* [What you should do]:
In the listing below, locate the line containing "use std::collections::HashSet;" and the line containing "use a positive". Output both of them and every line between, exactly as written, and nothing more.

* [Data for this exercise]:
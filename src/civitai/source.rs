use anyhow::bail;
use async_trait::async_trait;
use serde::{Deserialize, Serialize};
use std::collections::HashSet;
use std::fmt;

use super::error::CivitaiError;
use super::records::{ImageRecord, LoraUsage};

/// How many collection images to fetch.
#[derive(Debug, Clone, Copy, PartialEq, Eq, Serialize, Deserialize)]
#[serde(rename_all = "lowercase")]
pub enum FetchLimit {
    Count(usize),
    /// Follow cursors until exhausted (still bounded by `max_pages`).
    All,
}

impl FetchLimit {
    /// Interpret the CLI value: `-1` means everything, positive values cap the count.
    pub fn from_arg(limit: i64) -> anyhow::Result<Self> {
        match limit {
            -1 => Ok(FetchLimit::All),
            n if n > 0 => Ok(FetchLimit::Count(n as usize)),
            n => bail!("Invalid limit {}: use a positive number or -1 for all images", n),
        }
    }

    pub fn as_count(&self) -> Option<usize> {
        match self {
            FetchLimit::Count(n) => Some(*n),
            FetchLimit::All => None,
        }
    }

    pub fn is_reached(&self, fetched: usize) -> bool {
        matches!(self, FetchLimit::Count(n) if fetched >= *n)
    }
}

impl fmt::Display for FetchLimit {
    fn fmt(&self, f: &mut fmt::Formatter<'_>) -> fmt::Result {
        match self {
            FetchLimit::Count(n) => write!(f, "{}", n),
            FetchLimit::All => write!(f, "all"),
        }
    }
}

/// Whether a referenced model still exists on Civitai.
#[derive(Debug, Clone, PartialEq, Serialize, Deserialize)]
pub struct ModelAvailability {
    pub model_id: u64,
    pub model_version_id: Option<u64>,
    /// `None` when availability could not be determined.
    pub available: Option<bool>,
    pub status: Option<String>,
    pub civitai_url: String,
    pub archive_url: String,
    pub error: Option<String>,
}

impl ModelAvailability {
    /// Availability unknown; links filled in.
    pub fn unknown(model_id: u64, model_version_id: Option<u64>) -> Self {
        let query = model_version_id
            .map(|v| format!("?modelVersionId={}", v))
            .unwrap_or_default();
        Self {
            model_id,
            model_version_id,
            available: None,
            status: None,
            civitai_url: format!("https://civitai.com/models/{}{}", model_id, query),
            archive_url: format!("https://civitaiarchive.com/models/{}{}", model_id, query),
            error: None,
        }
    }

    /// Interpret the model status reported for a version. `Deleted` means gone.
    pub fn with_status(mut self, status: Option<String>) -> Self {
        let deleted = status.as_deref() == Some("Deleted");
        self.available = Some(!deleted);
        if deleted {
            self.error = Some("Model has been deleted from Civitai".to_string());
        }
        self.status = status;
        self
    }
}

/// Supplies image records for analysis.
#[async_trait]
pub trait ImageSource: Send + Sync {
    /// All records of a collection, in upstream order, up to `limit`.
    async fn fetch_collection(&self, collection_id: u64, limit: FetchLimit) -> Result<Vec<ImageRecord>, CivitaiError>;

    async fn fetch_image(&self, image_id: u64) -> Result<ImageRecord, CivitaiError>;

    async fn check_model_availability(
        &self,
        model_id: u64,
        model_version_id: Option<u64>,
    ) -> Result<ModelAvailability, CivitaiError>;
}

/// Offline source with canned records, for `--dry-run` and tests.
pub struct MockImageSource {
    records: Vec<ImageRecord>,
    deleted_versions: HashSet<u64>,
}

impl Default for MockImageSource {
    fn default() -> Self {
        Self::new()
    }
}

impl MockImageSource {
    pub fn new() -> Self {
        Self::with_records(sample_records())
    }

    pub fn with_records(records: Vec<ImageRecord>) -> Self {
        Self {
            records,
            deleted_versions: HashSet::new(),
        }
    }

    /// Report this model version as deleted from availability checks.
    pub fn with_deleted_version(mut self, model_version_id: u64) -> Self {
        self.deleted_versions.insert(model_version_id);
        self
    }
}

#[async_trait]
impl ImageSource for MockImageSource {
    async fn fetch_collection(&self, _collection_id: u64, limit: FetchLimit) -> Result<Vec<ImageRecord>, CivitaiError> {
        let take = limit.as_count().unwrap_or(self.records.len());
        Ok(self.records.iter().take(take).cloned().collect())
    }

    async fn fetch_image(&self, image_id: u64) -> Result<ImageRecord, CivitaiError> {
        self.records
            .iter()
            .find(|r| r.image_id == image_id)
            .cloned()
            .ok_or_else(|| CivitaiError::NotFound(format!("image {}", image_id)))
    }

    async fn check_model_availability(
        &self,
        model_id: u64,
        model_version_id: Option<u64>,
    ) -> Result<ModelAvailability, CivitaiError> {
        let result = ModelAvailability::unknown(model_id, model_version_id);
        let Some(version_id) = model_version_id else {
            return Ok(result);
        };
        let status = if self.deleted_versions.contains(&version_id) {
            "Deleted"
        } else {
            "Published"
        };
        Ok(result.with_status(Some(status.to_string())))
    }
}

fn lora(name: &str, weight: f64, model_id: u64, model_version_id: u64) -> LoraUsage {
    LoraUsage {
        model_id: Some(model_id),
        model_version_id: Some(model_version_id),
        ..LoraUsage::new(name, weight)
    }
}

/// A small mixed collection: tag and natural-language prompts, shared LoRAs.
pub fn sample_records() -> Vec<ImageRecord> {
    vec![
        ImageRecord {
            author: Some("lumen".to_string()),
            prompt: "masterpiece, best quality, 1girl, solo, long hair, (blue eyes:1.2), <lora:detail_tweaker:0.6>"
                .to_string(),
            negative_prompt: "lowres, bad anatomy, worst quality".to_string(),
            model: Some("Pony Diffusion".to_string()),
            model_version: Some("V6 XL".to_string()),
            sampler: Some("Euler a".to_string()),
            steps: Some(30),
            cfg_scale: Some(7.0),
            seed: Some(1_234_567),
            loras: vec![lora("Detail Tweaker", 0.6, 58390, 62833)],
            tags: vec!["woman".to_string(), "anime".to_string()],
            ..ImageRecord::new(1001)
        },
        ImageRecord {
            author: Some("lumen".to_string()),
            prompt: "a beautiful woman with long blonde hair, dramatic lighting".to_string(),
            negative_prompt: "blurry, lowres".to_string(),
            model: Some("Juggernaut XL".to_string()),
            model_version: Some("X".to_string()),
            sampler: Some("DPM++ 2M Karras".to_string()),
            steps: Some(25),
            cfg_scale: Some(5.5),
            loras: vec![lora("Detail Tweaker", 0.8, 58390, 62833)],
            tags: vec!["woman".to_string(), "photorealistic".to_string()],
            ..ImageRecord::new(1002)
        },
        ImageRecord {
            author: Some("quill".to_string()),
            prompt: "An old lighthouse on a rocky coast at dusk. Stormy sky, crashing waves.".to_string(),
            negative_prompt: String::new(),
            model: Some("Pony Diffusion".to_string()),
            model_version: Some("V6 XL".to_string()),
            sampler: Some("Euler a".to_string()),
            steps: Some(30),
            cfg_scale: Some(7.0),
            loras: vec![lora("Film Grain", 1.0, 12001, 14002)],
            tags: vec!["landscape".to_string(), "outdoors".to_string()],
            ..ImageRecord::new(1003)
        },
    ]
}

* [Your solution]:
use std::collections::HashSet;
use std::fmt;

use super::error::CivitaiError;
use super::records::{ImageRecord, LoraUsage};

/// How many collection images to fetch.
#[derive(Debug, Clone, Copy, PartialEq, Eq, Serialize, Deserialize)]
#[serde(rename_all = "lowercase")]
pub enum FetchLimit {
    Count(usize),
    /// Follow cursors until exhausted (still bounded by `max_pages`).
    All,
}

impl FetchLimit {
    /// Interpret the CLI value: `-1` means everything, positive values cap the count.
    pub fn from_arg(limit: i64) -> anyhow::Result<Self> {
        match limit {
            -1 => Ok(FetchLimit::All),
            n if n > 0 => Ok(FetchLimit::Count(n as usize)),
            n => bail!("Invalid limit {}: use a positive number or -1 for all images", n),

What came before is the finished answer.